As drones or Unmanned Aircraft Systems (UAS) continue to revolutionize the aviation industry, understanding the FAA Part 107 regulations and the upcoming Remote ID system is crucial for all drone operators. It’s not just about compliance; it’s about embracing the future of unmanned aviation and ensuring safety and security for everyone involved.
The ABCs of FAA Part 107 Regulations
FAA Part 107 regulations govern the registration, airman certification, and operation of civil small Unmanned Aircraft Systems (UAS) within the United States. These regulations apply to small unmanned aircraft, which are defined as unmanned aircraft weighing less than 55 pounds on takeoff, including everything that is on board or otherwise attached to the aircraft.
It’s important to understand these regulations to ensure safe and efficient operation of your drone. Furthermore, any fraudulent or intentionally false record or report required by these regulations can lead to denial of a remote pilot certificate or a certificate of waiver, denial of a declaration of compliance, or even a civil penalty.
The Upcoming Remote ID System
The Federal Aviation Administration (FAA) is introducing the Remote ID system as a crucial component of their efforts to fully integrate drones into the National Airspace System (NAS). Remote ID is the ability of a drone in flight to provide identification and location information that can be received by other parties. It aims to enhance safety and security by allowing the FAA, law enforcement, and other federal agencies to find the control station when a drone appears to be flying in an unsafe manner or where it’s not allowed to fly.
The Final Rule on Remote ID
According to the final rule on Remote ID, most drones operating in US airspace will be required to have Remote ID capability. This will provide information about drones in flight, such as the identity, location, and altitude of the drone and its control station or take-off location. The final rule was published in the Federal Register on January 15, 2021, with an original effective date of March 16, 2021.
How Drone Pilots Can Comply with the Remote ID Rule
Drone pilots have three ways to meet the identification requirements of the Remote ID rule:
- Operate a Standard Remote ID Drone: This type of drone has built-in remote ID broadcast capability that broadcasts identification and location information about the drone and its control station.
- Operate a drone with a remote ID broadcast module: This is a device that can be added to a drone to retrofit it with remote ID capability. It broadcasts identification and location information about the drone and its take-off location.

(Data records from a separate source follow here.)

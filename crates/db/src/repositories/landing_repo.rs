//! Repository for the `landings` table.
//!
//! Create and update touch ~55 heterogeneous columns, several of which
//! are independently encoded collections; both run inside an explicit
//! transaction so a failure on any single field leaves no partial row.

use sqlx::PgPool;

use landex_core::types::DbId;

use crate::error::StoreError;
use crate::models::landing::{Landing, LandingDraft, LandingSummary};

/// Column list shared across queries to avoid repetition. Order matches
/// the section grouping of the schema.
const COLUMNS: &str = "id, nombre_empresa, correo_contacto, telefono_contacto, title, main_color, \
    logo_url, favicon_url, banner_url, is_active, \
    show_inicio, inicio_title, inicio_subtitle, inicio_description, inicio_background_url, \
    show_descripcion, descripcion_title, descripcion_text, descripcion_image_url, \
    show_caracteristicas, caracteristicas_title, caracteristicas_text, caracteristicas_list, \
    show_horarios, horarios_title, horarios_json, \
    show_testimonios, testimonios_title, testimonios_json, \
    show_pagos, pagos_title, pagos_descripcion, pagos_metodos, \
    show_productos, productos_title, productos_descripcion, productos_json, \
    show_galeria, galeria_title, galeria_imagenes, \
    show_contacto, contacto_title, contacto_descripcion, contacto_telefono, \
    contacto_email, contacto_direccion, contacto_whatsapp, \
    show_mapa, mapa_title, mapa_lat, mapa_lng, \
    fuente_principal, fondo_color, fondo_imagen_url, seo_keywords, seo_description, \
    created_at, updated_at";

/// Provides the six landing operations.
pub struct LandingRepo;

impl LandingRepo {
    /// Insert a new landing as one atomic unit.
    ///
    /// Applies the creation default policy, encodes every collection via
    /// the codec, and writes the full row inside a transaction. A bad
    /// payload for one section aborts the whole write.
    pub async fn create(pool: &PgPool, draft: &LandingDraft) -> Result<Landing, StoreError> {
        let draft = draft.clone().with_creation_defaults();
        let collections = draft.encode_collections()?;

        let mut tx = pool.begin().await?;

        let query = format!(
            "INSERT INTO landings (
                nombre_empresa, correo_contacto, telefono_contacto, title, main_color,
                logo_url, favicon_url, banner_url, is_active,
                show_inicio, inicio_title, inicio_subtitle, inicio_description, inicio_background_url,
                show_descripcion, descripcion_title, descripcion_text, descripcion_image_url,
                show_caracteristicas, caracteristicas_title, caracteristicas_text, caracteristicas_list,
                show_horarios, horarios_title, horarios_json,
                show_testimonios, testimonios_title, testimonios_json,
                show_pagos, pagos_title, pagos_descripcion, pagos_metodos,
                show_productos, productos_title, productos_descripcion, productos_json,
                show_galeria, galeria_title, galeria_imagenes,
                show_contacto, contacto_title, contacto_descripcion, contacto_telefono,
                contacto_email, contacto_direccion, contacto_whatsapp,
                show_mapa, mapa_title, mapa_lat, mapa_lng,
                fuente_principal, fondo_color, fondo_imagen_url, seo_keywords, seo_description
            ) VALUES (
                $1, $2, $3, $4, $5, $6, $7, $8, $9, $10,
                $11, $12, $13, $14, $15, $16, $17, $18, $19, $20,
                $21, $22, $23, $24, $25, $26, $27, $28, $29, $30,
                $31, $32, $33, $34, $35, $36, $37, $38, $39, $40,
                $41, $42, $43, $44, $45, $46, $47, $48, $49, $50,
                $51, $52, $53, $54, $55
            ) RETURNING {COLUMNS}"
        );

        let landing = sqlx::query_as::<_, Landing>(&query)
            .bind(&draft.nombre_empresa)
            .bind(&draft.correo_contacto)
            .bind(&draft.telefono_contacto)
            .bind(&draft.title)
            .bind(&draft.main_color)
            .bind(&draft.logo_url)
            .bind(&draft.favicon_url)
            .bind(&draft.banner_url)
            .bind(draft.is_active)
            .bind(draft.show_inicio)
            .bind(&draft.inicio_title)
            .bind(&draft.inicio_subtitle)
            .bind(&draft.inicio_description)
            .bind(&draft.inicio_background_url)
            .bind(draft.show_descripcion)
            .bind(&draft.descripcion_title)
            .bind(&draft.descripcion_text)
            .bind(&draft.descripcion_image_url)
            .bind(draft.show_caracteristicas)
            .bind(&draft.caracteristicas_title)
            .bind(&draft.caracteristicas_text)
            .bind(&collections.caracteristicas_list)
            .bind(draft.show_horarios)
            .bind(&draft.horarios_title)
            .bind(&collections.horarios_json)
            .bind(draft.show_testimonios)
            .bind(&draft.testimonios_title)
            .bind(&collections.testimonios_json)
            .bind(draft.show_pagos)
            .bind(&draft.pagos_title)
            .bind(&draft.pagos_descripcion)
            .bind(&collections.pagos_metodos)
            .bind(draft.show_productos)
            .bind(&draft.productos_title)
            .bind(&draft.productos_descripcion)
            .bind(&collections.productos_json)
            .bind(draft.show_galeria)
            .bind(&draft.galeria_title)
            .bind(&collections.galeria_imagenes)
            .bind(draft.show_contacto)
            .bind(&draft.contacto_title)
            .bind(&draft.contacto_descripcion)
            .bind(&draft.contacto_telefono)
            .bind(&draft.contacto_email)
            .bind(&draft.contacto_direccion)
            .bind(&draft.contacto_whatsapp)
            .bind(draft.show_mapa)
            .bind(&draft.mapa_title)
            .bind(&draft.mapa_lat)
            .bind(&draft.mapa_lng)
            .bind(&draft.fuente_principal)
            .bind(&draft.fondo_color)
            .bind(&draft.fondo_imagen_url)
            .bind(&draft.seo_keywords)
            .bind(&draft.seo_description)
            .fetch_one(&mut *tx)
            .await?;

        tx.commit().await?;
        Ok(landing)
    }

    /// List all landings as summaries, newest first.
    pub async fn list(pool: &PgPool) -> Result<Vec<LandingSummary>, StoreError> {
        let summaries = sqlx::query_as::<_, LandingSummary>(
            "SELECT id, nombre_empresa, title, is_active, created_at, updated_at \
             FROM landings ORDER BY created_at DESC",
        )
        .fetch_all(pool)
        .await?;
        Ok(summaries)
    }

    /// Fetch a full landing row. Collections stay in their persisted
    /// text form; decoding is the caller's concern.
    pub async fn find_by_id(pool: &PgPool, id: DbId) -> Result<Option<Landing>, StoreError> {
        let query = format!("SELECT {COLUMNS} FROM landings WHERE id = $1");
        let landing = sqlx::query_as::<_, Landing>(&query)
            .bind(id)
            .fetch_optional(pool)
            .await?;
        Ok(landing)
    }

    /// Full replacement of every field except `id` and `created_at`.
    ///
    /// Returns `None` (and writes nothing) if no row with `id` exists.
    pub async fn update(
        pool: &PgPool,
        id: DbId,
        draft: &LandingDraft,
    ) -> Result<Option<Landing>, StoreError> {
        let draft = draft.clone().with_toggle_defaults();
        let collections = draft.encode_collections()?;

        let mut tx = pool.begin().await?;

        let query = format!(
            "UPDATE landings SET
                nombre_empresa = $2, correo_contacto = $3, telefono_contacto = $4,
                title = $5, main_color = $6, logo_url = $7, favicon_url = $8,
                banner_url = $9, is_active = $10,
                show_inicio = $11, inicio_title = $12, inicio_subtitle = $13,
                inicio_description = $14, inicio_background_url = $15,
                show_descripcion = $16, descripcion_title = $17, descripcion_text = $18,
                descripcion_image_url = $19,
                show_caracteristicas = $20, caracteristicas_title = $21,
                caracteristicas_text = $22, caracteristicas_list = $23,
                show_horarios = $24, horarios_title = $25, horarios_json = $26,
                show_testimonios = $27, testimonios_title = $28, testimonios_json = $29,
                show_pagos = $30, pagos_title = $31, pagos_descripcion = $32,
                pagos_metodos = $33,
                show_productos = $34, productos_title = $35, productos_descripcion = $36,
                productos_json = $37,
                show_galeria = $38, galeria_title = $39, galeria_imagenes = $40,
                show_contacto = $41, contacto_title = $42, contacto_descripcion = $43,
                contacto_telefono = $44, contacto_email = $45, contacto_direccion = $46,
                contacto_whatsapp = $47,
                show_mapa = $48, mapa_title = $49, mapa_lat = $50, mapa_lng = $51,
                fuente_principal = $52, fondo_color = $53, fondo_imagen_url = $54,
                seo_keywords = $55, seo_description = $56,
                updated_at = NOW()
             WHERE id = $1
             RETURNING {COLUMNS}"
        );

        let landing = sqlx::query_as::<_, Landing>(&query)
            .bind(id)
            .bind(&draft.nombre_empresa)
            .bind(&draft.correo_contacto)
            .bind(&draft.telefono_contacto)
            .bind(&draft.title)
            .bind(&draft.main_color)
            .bind(&draft.logo_url)
            .bind(&draft.favicon_url)
            .bind(&draft.banner_url)
            .bind(draft.is_active)
            .bind(draft.show_inicio)
            .bind(&draft.inicio_title)
            .bind(&draft.inicio_subtitle)
            .bind(&draft.inicio_description)
            .bind(&draft.inicio_background_url)
            .bind(draft.show_descripcion)
            .bind(&draft.descripcion_title)
            .bind(&draft.descripcion_text)
            .bind(&draft.descripcion_image_url)
            .bind(draft.show_caracteristicas)
            .bind(&draft.caracteristicas_title)
            .bind(&draft.caracteristicas_text)
            .bind(&collections.caracteristicas_list)
            .bind(draft.show_horarios)
            .bind(&draft.horarios_title)
            .bind(&collections.horarios_json)
            .bind(draft.show_testimonios)
            .bind(&draft.testimonios_title)
            .bind(&collections.testimonios_json)
            .bind(draft.show_pagos)
            .bind(&draft.pagos_title)
            .bind(&draft.pagos_descripcion)
            .bind(&collections.pagos_metodos)
            .bind(draft.show_productos)
            .bind(&draft.productos_title)
            .bind(&draft.productos_descripcion)
            .bind(&collections.productos_json)
            .bind(draft.show_galeria)
            .bind(&draft.galeria_title)
            .bind(&collections.galeria_imagenes)
            .bind(draft.show_contacto)
            .bind(&draft.contacto_title)
            .bind(&draft.contacto_descripcion)
            .bind(&draft.contacto_telefono)
            .bind(&draft.contacto_email)
            .bind(&draft.contacto_direccion)
            .bind(&draft.contacto_whatsapp)
            .bind(draft.show_mapa)
            .bind(&draft.mapa_title)
            .bind(&draft.mapa_lat)
            .bind(&draft.mapa_lng)
            .bind(&draft.fuente_principal)
            .bind(&draft.fondo_color)
            .bind(&draft.fondo_imagen_url)
            .bind(&draft.seo_keywords)
            .bind(&draft.seo_description)
            .fetch_optional(&mut *tx)
            .await?;

        tx.commit().await?;
        Ok(landing)
    }

    /// The one partial mutation: flip `is_active`, stamp `updated_at`,
    /// touch nothing else.
    pub async fn set_active(
        pool: &PgPool,
        id: DbId,
        is_active: bool,
    ) -> Result<Option<Landing>, StoreError> {
        let query = format!(
            "UPDATE landings SET is_active = $2, updated_at = NOW() \
             WHERE id = $1 RETURNING {COLUMNS}"
        );
        let landing = sqlx::query_as::<_, Landing>(&query)
            .bind(id)
            .bind(is_active)
            .fetch_optional(pool)
            .await?;
        Ok(landing)
    }

    /// Delete a landing, returning the pre-deletion snapshot.
    pub async fn delete(pool: &PgPool, id: DbId) -> Result<Option<Landing>, StoreError> {
        let query = format!("DELETE FROM landings WHERE id = $1 RETURNING {COLUMNS}");
        let landing = sqlx::query_as::<_, Landing>(&query)
            .bind(id)
            .fetch_optional(pool)
            .await?;
        Ok(landing)
    }
}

- Operate at FAA-recognized identification areas (FRIAs): These are locations where drones may operate without broadcasting remote ID message elements.
All drone pilots required to register their UAS must operate their aircraft in accordance with the final rule on remote ID beginning September 16, 2023.
What Information Will be Broadcast?
Whether using a Standard Remote ID Drone or a remote ID broadcast module, the following message elements must be transmitted from take-off to shutdown:
- A unique identifier for the drone
- The drone’s latitude, longitude, geometric altitude, and velocity
- The latitude, longitude, and geometric altitude of control station or take-off location
- A time mark
- Emergency status (Standard Remote ID Drone only)
Embrace the Future
The introduction of the Remote ID system is a significant milestone in the integration of dronesinto the National Airspace System. By adhering to the FAA Part 107 regulations and preparing for the upcoming Remote ID system, drone operators not only ensure compliance but also contribute to the safety and security of the airspace. These regulations and systems set the groundwork for more complex drone operations in the future.
Drone manufacturers have until September 16, 2022, to comply with the final rule’s requirements. By September 16, 2023, all drone pilots must meet the operating requirements of the Remote ID system. For most operators, this will mean flying a Standard Remote ID Drone, equipping with a broadcast module, or flying at a FRIA.
As we prepare for these changes, let’s continue to embrace the exciting possibilities that drones offer. From aerial photography to package delivery, drones are making our lives more convenient and efficient. And with these new rules and systems, we are one step closer to a safer and more secure airspace.